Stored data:
<<<<
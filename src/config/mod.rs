//! Configuration management module
//!
//! Handles loading, saving, and validation of the execution configuration
//! that decides how often, on how many workers and with what stagger a
//! performance test runs.

use std::fs;
use std::path::{Path, PathBuf};
use std::time::Duration;
use serde::{Deserialize, Serialize};
use crate::timing::{ClockKind, WaitTimerConfig};
use crate::{PerfRunError, Result, APP_NAME, CONFIG_FILE};

/// Execution configuration of one performance test
///
/// All times are in milliseconds.
#[derive(Debug, Clone, PartialEq, Eq, Serialize, Deserialize)]
#[serde(default)]
pub struct ExecutionConfig {
    /// Number of concurrent workers
    pub threads: usize,
    /// Delay between the starts of two consecutive workers
    pub ramp_up: u64,
    /// Time after start during which invocations are not recorded
    pub warm_up: u64,
    /// Run duration; 0 disables time-based execution
    pub duration: u64,
    /// Total invocation count; negative disables count-based execution
    pub invocations: i64,
    /// Clocks the tracker measures latencies with
    pub clocks: Vec<ClockKind>,
    /// Pacing between invocations of a worker
    pub wait_timer: WaitTimerConfig,
}

/// Termination policy derived from a configuration
#[derive(Debug, Clone, Copy, PartialEq, Eq)]
pub enum ExecutionMode {
    /// Stop once the duration has elapsed
    Timed { duration: u64 },
    /// Stop once the invocation count is exhausted
    Counted { invocations: u64 },
}

impl Default for ExecutionConfig {
    fn default() -> Self {
        Self {
            threads: 1,
            ramp_up: 0,
            warm_up: 0,
            duration: 0,
            invocations: 1,
            clocks: vec![ClockKind::System],
            wait_timer: WaitTimerConfig::None,
        }
    }
}

impl ExecutionConfig {
    /// Create a new configuration with default values
    pub fn new() -> Self {
        Self::default()
    }

    /// Count-based configuration
    pub fn counted(invocations: i64) -> Self {
        Self {
            invocations,
            ..Self::default()
        }
    }

    /// Time-based configuration
    pub fn timed(duration: u64) -> Self {
        Self {
            duration,
            invocations: -1,
            ..Self::default()
        }
    }

    /// Set the number of workers
    pub fn with_threads(mut self, threads: usize) -> Self {
        self.threads = threads;
        self
    }

    /// Set the ramp-up between worker starts
    pub fn with_ramp_up(mut self, ramp_up: u64) -> Self {
        self.ramp_up = ramp_up;
        self
    }

    /// Set the warm-up period
    pub fn with_warm_up(mut self, warm_up: u64) -> Self {
        self.warm_up = warm_up;
        self
    }

    /// Set the run duration
    pub fn with_duration(mut self, duration: u64) -> Self {
        self.duration = duration;
        self
    }

    /// Set the invocation count
    pub fn with_invocations(mut self, invocations: i64) -> Self {
        self.invocations = invocations;
        self
    }

    /// Set the wait timer
    pub fn with_wait_timer(mut self, wait_timer: WaitTimerConfig) -> Self {
        self.wait_timer = wait_timer;
        self
    }

    /// Set the clocks
    pub fn with_clocks(mut self, clocks: Vec<ClockKind>) -> Self {
        self.clocks = clocks;
        self
    }

    /// Ramp-up as a [`Duration`]
    pub fn ramp_up_duration(&self) -> Duration {
        Duration::from_millis(self.ramp_up)
    }

    /// Warm-up as a [`Duration`]
    pub fn warm_up_duration(&self) -> Duration {
        Duration::from_millis(self.warm_up)
    }

    /// Termination policy; a positive duration takes precedence over the
    /// invocation count
    pub fn mode(&self) -> Result<ExecutionMode> {
        if self.duration > 0 {
            Ok(ExecutionMode::Timed {
                duration: self.duration,
            })
        } else if self.invocations >= 0 {
            Ok(ExecutionMode::Counted {
                invocations: self.invocations as u64,
            })
        } else {
            Err(PerfRunError::ConfigError(
                "No useful invocation count or duration defined".to_string(),
            ))
        }
    }

    /// Validate the configuration parameters that do not depend on the
    /// termination policy
    pub fn validate(&self) -> Result<()> {
        if self.threads == 0 {
            return Err(PerfRunError::ConfigError(
                "Thread count must be greater than 0".to_string(),
            ));
        }

        if self.clocks.is_empty() {
            return Err(PerfRunError::ConfigError(
                "At least one clock must be configured".to_string(),
            ));
        }

        if let WaitTimerConfig::Random { min, max } = self.wait_timer {
            if min > max {
                return Err(PerfRunError::ConfigError(format!(
                    "Random wait timer minimum ({} ms) exceeds maximum ({} ms)",
                    min, max
                )));
            }
        }

        Ok(())
    }

    /// Parse a configuration from TOML text
    pub fn from_toml_str(content: &str) -> Result<Self> {
        let config: Self = toml::from_str(content)?;
        config.validate()?;
        Ok(config)
    }

    /// Load configuration from the given file
    pub fn load_from(path: &Path) -> Result<Self> {
        let content = fs::read_to_string(path).map_err(|e| {
            PerfRunError::ConfigError(format!(
                "Failed to read config file {}: {}",
                path.display(),
                e
            ))
        })?;

        Self::from_toml_str(&content).map_err(|e| match e {
            PerfRunError::ConfigError(msg) => {
                PerfRunError::ConfigError(format!("{} ({})", msg, path.display()))
            }
            other => other,
        })
    }

    /// Load configuration from the standard config file location
    /// Returns default configuration if file doesn't exist
    pub fn load() -> Result<Self> {
        let config_path = Self::config_file_path()?;

        if !config_path.exists() {
            return Ok(Self::default());
        }

        Self::load_from(&config_path)
    }

    /// Save configuration to the given file, creating parent directories
    pub fn save_to(&self, path: &Path) -> Result<()> {
        self.validate()?;

        if let Some(parent) = path.parent() {
            fs::create_dir_all(parent).map_err(|e| {
                PerfRunError::PersistenceError(format!(
                    "Failed to create config directory {}: {}",
                    parent.display(),
                    e
                ))
            })?;
        }

        let content = toml::to_string_pretty(self)?;
        fs::write(path, content).map_err(|e| {
            PerfRunError::PersistenceError(format!(
                "Failed to write config file {}: {}",
                path.display(),
                e
            ))
        })?;

        Ok(())
    }

    /// Get the standard configuration file path
    /// Uses $CONFIG_HOME/perfrun/perfrun.toml
    pub fn config_file_path() -> Result<PathBuf> {
        let config_dir = dirs::config_dir().ok_or_else(|| {
            PerfRunError::ConfigError("Unable to determine config directory".to_string())
        })?;

        Ok(config_dir.join(APP_NAME).join(CONFIG_FILE))
    }
}

#[cfg(test)]
mod tests {
    use super::*;
    use tempfile::tempdir;

    #[test]
    fn test_defaults() {
        let config = ExecutionConfig::default();
        assert_eq!(config.threads, 1);
        assert_eq!(config.ramp_up, 0);
        assert_eq!(config.warm_up, 0);
        assert_eq!(config.mode().unwrap(), ExecutionMode::Counted { invocations: 1 });
    }

    #[test]
    fn test_duration_takes_precedence() {
        let config = ExecutionConfig::counted(10).with_duration(500);
        assert_eq!(config.mode().unwrap(), ExecutionMode::Timed { duration: 500 });
    }

    #[test]
    fn test_no_mode_is_config_error() {
        let config = ExecutionConfig::counted(-1);
        match config.mode() {
            Err(PerfRunError::ConfigError(msg)) => {
                assert!(msg.contains("No useful invocation count or duration"))
            }
            other => panic!("unexpected: {:?}", other),
        }
    }

    #[test]
    fn test_validate_rejects_zero_threads() {
        let config = ExecutionConfig::counted(1).with_threads(0);
        assert!(matches!(config.validate(), Err(PerfRunError::ConfigError(_))));
    }

    #[test]
    fn test_partial_toml_uses_defaults() {
        let config = ExecutionConfig::from_toml_str(
            r#"
            threads = 4
            ramp_up = 100
            duration = 2000
            wait_timer = { kind = "constant", delay = 5 }
            "#,
        )
        .unwrap();
        assert_eq!(config.threads, 4);
        assert_eq!(config.invocations, 1);
        assert_eq!(config.clocks, vec![ClockKind::System]);
        assert_eq!(config.wait_timer, WaitTimerConfig::Constant { delay: 5 });
    }

    #[test]
    fn test_save_and_load_file() {
        let dir = tempdir().unwrap();
        let path = dir.path().join("nested").join(CONFIG_FILE);
        let config = ExecutionConfig::timed(1500)
            .with_threads(3)
            .with_ramp_up(250)
            .with_warm_up(100)
            .with_wait_timer(WaitTimerConfig::Random { min: 1, max: 3 });

        config.save_to(&path).unwrap();
        let loaded = ExecutionConfig::load_from(&path).unwrap();
        assert_eq!(loaded, config);
    }

    #[test]
    fn test_load_from_reports_path_on_bad_toml() {
        let dir = tempdir().unwrap();
        let path = dir.path().join("broken.toml");
        fs::write(&path, "threads = \"many\"").unwrap();
        let err = ExecutionConfig::load_from(&path).unwrap_err();
        assert!(err.to_string().contains("broken.toml"));
    }

    #[test]
    fn test_config_file_path() {
        let path = ExecutionConfig::config_file_path().unwrap();
        assert!(path.to_string_lossy().contains("perfrun.toml"));
    }
}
>>>>
» What you should do: Where a line of the entries contains the word "PersistenceError", copy that line.

» Response:
                PerfRunError::PersistenceError(format!(
            PerfRunError::PersistenceError(format!(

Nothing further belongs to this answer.